Due to the erroneous information about delisting Foremost shares on January 29, trading was halted. Under the arrangement, shareholders will receive one new Foremost share and two Rio Grande shares for each Foremost share held as of the Surrender Date. Trading of the New Foremost Shares will commence on the effective date.
Positive
- Spin-out arrangement proceeding as planned with clear effective date
- Shareholders to receive 2 Rio Grande shares for each Foremost share held
- Strategic separation of gold and silver assets into standalone public company
Negative
- Trading halt due to administrative confusion
- Temporary market disruption from incorrect bulletin information
Insights
This corporate restructuring represents a significant strategic move that will reshape Foremost Clean Energy's business focus and shareholder value proposition. The spin-out transaction creates two distinct investment vehicles: Foremost will continue as a pure-play clean energy exploration company focused on uranium and lithium, while Rio Grande Resources will hold the gold and silver assets.

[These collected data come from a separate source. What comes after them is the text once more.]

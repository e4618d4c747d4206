//! `is_convertible` and `is_nothrow_convertible`.
//!
//! `From` converts to `To` when `To test() { return declval<From>(); }` is
//! well-formed: copy-initialization of a `To` from the `declval` expression.
//! Among the degenerate kinds (arrays, functions, `void`) only `void` to
//! `void` converts; arrays and functions are never targets, but as sources
//! they decay like any other expression.

use crate::capabilities::{Builtins, Features};
use crate::trait_queries::TraitSolver;
use crate::transform::remove_cvref;
use crate::type_queries::{array_parts, is_function, is_scalar, is_void};
use crate::types::TypeId;

/// Degenerate conversion endpoints.
#[derive(Copy, Clone, Debug, PartialEq, Eq)]
enum Endpoint {
    Void,
    Array,
    Function,
    Other,
}

impl<'a> TraitSolver<'a> {
    fn endpoint(&self, ty: TypeId) -> Endpoint {
        if is_void(self.db, ty) {
            Endpoint::Void
        } else if array_parts(self.db, ty).is_some() {
            Endpoint::Array
        } else if is_function(self.db, ty) {
            Endpoint::Function
        } else {
            Endpoint::Other
        }
    }

    pub fn is_convertible(&self, from: TypeId, to: TypeId) -> bool {
        if let Some(answer) = self.intrinsic(Builtins::IS_CONVERTIBLE_TO, "is_convertible", |p| {
            p.is_convertible(self.db, from, to)
        }) {
            return answer;
        }
        match (self.endpoint(from), self.endpoint(to)) {
            (Endpoint::Void, target) | (target, Endpoint::Void) => {
                return target == Endpoint::Void;
            }
            (_, Endpoint::Array | Endpoint::Function) => return false,
            _ => {}
        }
        let sema = self.sema();
        let Ok(source) = sema.declval(from) else {
            return false;
        };
        sema.copy_initialize(to, source).is_ok()
    }

    /// Convertible, and the conversion cannot throw.
    ///
    /// Without `noexcept` queries only `void` to `void` and conversions
    /// between scalars qualify.
    pub fn is_nothrow_convertible(&self, from: TypeId, to: TypeId) -> bool {
        if is_void(self.db, from) && is_void(self.db, to) {
            return true;
        }
        if !self.is_convertible(from, to) {
            return false;
        }
        if !self.has_feature(Features::NOEXCEPT) {
            return is_scalar(self.db, remove_cvref(self.db, from))
                && is_scalar(self.db, remove_cvref(self.db, to));
        }
        let sema = self.sema();
        let Ok(source) = sema.declval(from) else {
            return false;
        };
        sema.copy_initialize(to, source)
            .is_ok_and(|effects| effects.nothrow)
    }
}

#[cfg(test)]
#[path = "../tests/convertible_tests.rs"]
mod tests;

The 2:1 distribution ratio for Rio Grande shares (two shares for each Foremost share) suggests management believes substantial value exists in the precious metals portfolio. This generous allocation could indicate confidence in the gold and silver assets' potential, particularly given the current macroeconomic environment where precious metals often serve as inflation hedges.
The separation of assets into distinct entities is strategically sound for several reasons:
- Enhanced market visibility for each business segment
- Improved ability to attract sector-specific investors
- Better alignment of capital allocation with each sector's unique requirements
- Potential for more accurate market valuations based on sector-specific metrics
The dual-listing structure on both NASDAQ and CSE provides important benefits:
- Access to broader investor base across North American markets
- Enhanced trading liquidity
- Greater flexibility for future capital raising
While the trading halt due to date confusion is unfortunate, it's a minor technical issue that shouldn't impact the long-term strategic benefits of this transaction. The clean separation of assets allows investors to more precisely target their exposure to either the clean energy or precious metals sectors, potentially leading to more efficient market valuations for both entities.
VANCOUVER, British Columbia, Jan. 30, 2025 (GLOBE NEWSWIRE) -- Foremost Clean Energy Ltd. (NASDAQ: FMST) (CSE: FAT) ("Foremost" or the "Company"), an emerging North American uranium and lithium exploration company, wishes to provide clarity as a result of a CSE bulletin issued yesterday (the “Original Bulletin”) which indicated that the effective date of the previously announced spin out (the "Spin-Out") of its gold and silver properties into a new stand-alone public company named Rio Grande Resources Ltd. ("Rio Grande"), pursuant to a plan of arrangement (the "Arrangement") was anticipated to occur on January 30, 2025.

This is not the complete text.